Work instruction: Nothing but a number is expected: the count of lines in the data below that include "account".

Collected data:
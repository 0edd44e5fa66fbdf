//! Bounded exponential backoff for transient failures.

use chirp_core::{PipelineError, PipelineResult};
use std::future::Future;
use std::time::Duration;

/// First retry delay; doubles per attempt.
const BASE_BACKOFF_MS: u64 = 500;

/// Cap on a single backoff delay so high attempt counts stay bounded.
const MAX_BACKOFF_MS: u64 = 8_000;

/// Computes the backoff delay before retry number `attempt` (0-indexed).
#[inline]
pub(crate) fn backoff_delay(attempt: u32) -> Duration {
    let ms = BASE_BACKOFF_MS
        .saturating_mul(2_u64.saturating_pow(attempt))
        .min(MAX_BACKOFF_MS);
    Duration::from_millis(ms)
}

/// Run `op` up to `max_attempts` times with exponential backoff in between.
///
/// Only [`PipelineError::Transient`] outcomes are retried; every other error
/// is returned immediately.
pub async fn with_backoff<T, F, Fut>(
    what: &str,
    max_attempts: u32,
    mut op: F,
) -> PipelineResult<T>
where
    F: FnMut() -> Fut,
    Fut: Future<Output = PipelineResult<T>>,
{
    let max_attempts = max_attempts.max(1);
    let mut attempt = 0;
    loop {
        match op().await {
            Ok(value) => return Ok(value),
            Err(err) if err.is_transient() && attempt + 1 < max_attempts => {
                let delay = backoff_delay(attempt);
                tracing::debug!(
                    error = %err,
                    attempt = attempt + 1,
                    max_attempts,
                    delay_ms = delay.as_millis() as u64,
                    "{} failed, retrying",
                    what
                );
                tokio::time::sleep(delay).await;
                attempt += 1;
            }
            Err(err) => return Err(err),
        }
    }
}
//! Xeno-canto API v3 client.
//!
//! API v3 requires a key, issued per account. Searches use the tag grammar
//! (`en:`, `q:`); pagination is a 1-indexed `page` parameter with the page
//! count echoed back as `numPages`.

use crate::descriptor::{RawRecording, RecordingPage};
use crate::{ProviderError, ProviderResult, RecordingProvider};
use async_trait::async_trait;
use chirp_core::Config;
use reqwest::Client;
use serde::Deserialize;
use std::time::Duration;

const BASE_URL: &str = "https://xeno-canto.org/api/3";
const USER_AGENT: &str = concat!("chirp-pipeline/", env!("CARGO_PKG_VERSION"));

/// HTTP client for the Xeno-canto API.
#[derive(Clone, Debug)]
pub struct XenoCantoProvider {
    client: Client,
    base_url: String,
    api_key: String,
    min_quality: Option<String>,
}

#[derive(Debug, Deserialize)]
struct SearchResponse {
    #[serde(rename = "numPages", default)]
    num_pages: u32,
    #[serde(default)]
    page: u32,
    #[serde(default)]
    recordings: Vec<RawRecording>,
}

impl XenoCantoProvider {
    pub fn new(
        api_key: String,
        min_quality: Option<String>,
        timeout: Duration,
    ) -> ProviderResult<Self> {
        let client = Client::builder()
            .timeout(timeout)
            .user_agent(USER_AGENT)
            .build()
            .map_err(|e| ProviderError::Config(format!("Failed to create HTTP client: {}", e)))?;

        Ok(Self {
            client,
            base_url: BASE_URL.to_string(),
            api_key,
            min_quality,
        })
    }

    /// Create a provider from configuration. Fails when no API key is set.
    pub fn from_config(config: &Config) -> ProviderResult<Self> {
        let api_key = config.xeno_canto_api_key.clone().ok_or_else(|| {
            ProviderError::Config(
                "Xeno-canto API key is required. Set XENO_CANTO_API_KEY; keys are issued \
                 from your xeno-canto.org account page."
                    .to_string(),
            )
        })?;

        Self::new(
            api_key,
            config.min_quality.clone(),
            Duration::from_secs(config.http_timeout_secs),
        )
    }

    /// Override the API base URL (integration tests point this at a stub).
    pub fn with_base_url(mut self, base_url: impl Into<String>) -> Self {
        self.base_url = base_url.into().trim_end_matches('/').to_string();
        self
    }

    /// Build the v3 tag query for a species common name.
    ///
    /// Multi-word values are quoted; terms are joined with spaces.
    fn build_query(&self, species_common_name: &str) -> String {
        let mut parts = vec![tag("en", species_common_name)];
        if let Some(quality) = &self.min_quality {
            parts.push(tag("q", quality));
        }
        parts.join(" ")
    }
}

fn tag(name: &str, value: &str) -> String {
    if value.contains(' ') {
        format!("{}:\"{}\"", name, value)
    } else {
        format!("{}:{}", name, value)
    }
}

#[async_trait]
impl RecordingProvider for XenoCantoProvider {
    async fn search_page(
        &self,
        species_common_name: &str,
        page: u32,
    ) -> ProviderResult<RecordingPage> {
        let url = format!("{}/recordings", self.base_url);
        let query = self.build_query(species_common_name);
        let page_param = page.to_string();

        let response = self
            .client
            .get(&url)
            .query(&[
                ("query", query.as_str()),
                ("page", page_param.as_str()),
                ("key", self.api_key.as_str()),
            ])
            .send()
            .await
            .map_err(|e| ProviderError::Request(e.to_string()))?;

        let status = response.status();
        if !status.is_success() {
            let body = response
                .text()
                .await
                .unwrap_or_else(|_| "Unknown error".to_string());
            return Err(ProviderError::Status {
                status: status.as_u16(),
                body,
            });
        }

        let body: SearchResponse = response
            .json()
            .await
            .map_err(|e| ProviderError::Malformed(e.to_string()))?;

        let total = body.recordings.len();
        let recordings: Vec<_> = body
            .recordings
            .into_iter()
            .filter_map(RawRecording::into_descriptor)
            .collect();

        tracing::debug!(
            species = %species_common_name,
            page,
            num_pages = body.num_pages,
            descriptors = recordings.len(),
            dropped = total - recordings.len(),
            "Fetched search page"
        );

        Ok(RecordingPage {
            page: if body.page == 0 { page } else { body.page },
            num_pages: body.num_pages,
            recordings,
        })
    }

    async fn download_audio(&self, url: &str) -> ProviderResult<Vec<u8>> {
        let response = self
            .client
            .get(url)
            .send()
            .await
            .map_err(|e| ProviderError::Request(e.to_string()))?;

        let status = response.status();
        if status.as_u16() == 404 {
            return Err(ProviderError::NotFound(url.to_string()));
        }
        if !status.is_success() {
            let body = response
                .text()
                .await
                .unwrap_or_else(|_| "Unknown error".to_string());
            return Err(ProviderError::Status {
                status: status.as_u16(),
                body,
            });
        }

        let bytes = response
            .bytes()
            .await
            .map_err(|e| ProviderError::Request(e.to_string()))?;

        Ok(bytes.to_vec())
    }
}

#[cfg(test)]
mod tests {
    use super::*;

    fn provider(min_quality: Option<&str>) -> XenoCantoProvider {
        XenoCantoProvider::new(
            "test-key".to_string(),
            min_quality.map(String::from),
            Duration::from_secs(5),
        )
        .unwrap()
    }

    #[test]
    fn query_quotes_multi_word_names() {
        let query = provider(None).build_query("Northern Cardinal");
        assert_eq!(query, "en:\"Northern Cardinal\"");
    }

    #[test]
    fn query_leaves_single_words_unquoted() {
        let query = provider(None).build_query("Veery");
        assert_eq!(query, "en:Veery");
    }

    #[test]
    fn query_appends_quality_filter() {
        let query = provider(Some(">C")).build_query("Wood Thrush");
        assert_eq!(query, "en:\"Wood Thrush\" q:>C");
    }

    #[test]
    fn from_config_requires_api_key() {
        let mut config = Config {
            xeno_canto_api_key: None,
            http_timeout_secs: 30,
            storage_backend: chirp_core::StorageBackend::Local,
            s3_bucket: None,
            s3_region: None,
            s3_endpoint: None,
            local_storage_path: Some("/tmp/chirp".into()),
            local_storage_base_url: None,
            target_species: vec![],
            recordings_per_species: 10,
            min_quality: None,
            download_max_attempts: 3,
            derive_concurrency: 4,
            spectrogram: Default::default(),
        };
        assert!(XenoCantoProvider::from_config(&config).is_err());

        config.xeno_canto_api_key = Some("key".to_string());
        assert!(XenoCantoProvider::from_config(&config).is_ok());
    }
}
use chrono::{DateTime, Utc};
use serde::{Deserialize, Serialize};

/// One external audio item, as fixed at the ingestion boundary.
///
/// `recording_id` is assigned by the provider and is the primary key of the
/// recording catalog. `audio_object_key` is empty until the blob has been
/// stored successfully; rows are upserted, never deleted.
#[derive(Debug, Clone, PartialEq, Serialize, Deserialize)]
pub struct Recording {
    pub recording_id: String,
    pub species_scientific_name: String,
    pub species_common_name: String,
    #[serde(default)]
    pub audio_object_key: String,
    pub quality: String,
    pub duration_seconds: f64,
    pub location: String,
    #[serde(default)]
    pub country: String,
    pub ingested_at: DateTime<Utc>,
}

impl Recording {
    /// True once the audio blob has been stored.
    pub fn has_audio(&self) -> bool {
        !self.audio_object_key.is_empty()
    }
}

#[cfg(test)]
mod tests {
    use super::*;

    fn sample() -> Recording {
        Recording {
            recording_id: "XC100001".to_string(),
            species_scientific_name: "Cardinalis cardinalis".to_string(),
            species_common_name: "Northern Cardinal".to_string(),
            audio_object_key: String::new(),
            quality: "A".to_string(),
            duration_seconds: 47.0,
            location: "Austin, Texas".to_string(),
            country: "United States".to_string(),
            ingested_at: Utc::now(),
        }
    }

    #[test]
    fn has_audio_tracks_object_key() {
        let mut rec = sample();
        assert!(!rec.has_audio());
        rec.audio_object_key = "raw-audio/northern_cardinal/XC100001.mp3".to_string();
        assert!(rec.has_audio());
    }

    #[test]
    fn json_round_trip() {
        let rec = sample();
        let json = serde_json::to_string(&rec).unwrap();
        let back: Recording = serde_json::from_str(&json).unwrap();
        assert_eq!(rec, back);
    }
}
//! Chirp Catalog Library
//!
//! In-memory tables of [`Recording`](chirp_core::Recording) and
//! [`Spectrogram`](chirp_core::Spectrogram) rows with the shared catalog
//! discipline: `load`, `upsert` (replace by primary key), and `persist`.
//!
//! `persist` writes both a CSV representation (authoritative for tabular
//! consumption) and a JSON representation (authoritative for structured
//! fields such as spectrogram params) from one in-memory snapshot in the
//! same call, so the two can never diverge. `load` reads the JSON
//! representation back; a missing metadata object yields an empty catalog.

mod recordings;
mod spectrograms;

pub use recordings::RecordingCatalog;
pub use spectrograms::SpectrogramCatalog;
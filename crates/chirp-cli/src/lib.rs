/// Initialize tracing for CLI binaries.
pub fn init_tracing() {
    tracing_subscriber::fmt()
        .with_env_filter(
            tracing_subscriber::EnvFilter::try_from_default_env()
                .unwrap_or_else(|_| tracing_subscriber::EnvFilter::new("chirp=info")),
        )
        .init();
}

Solved exercise: 2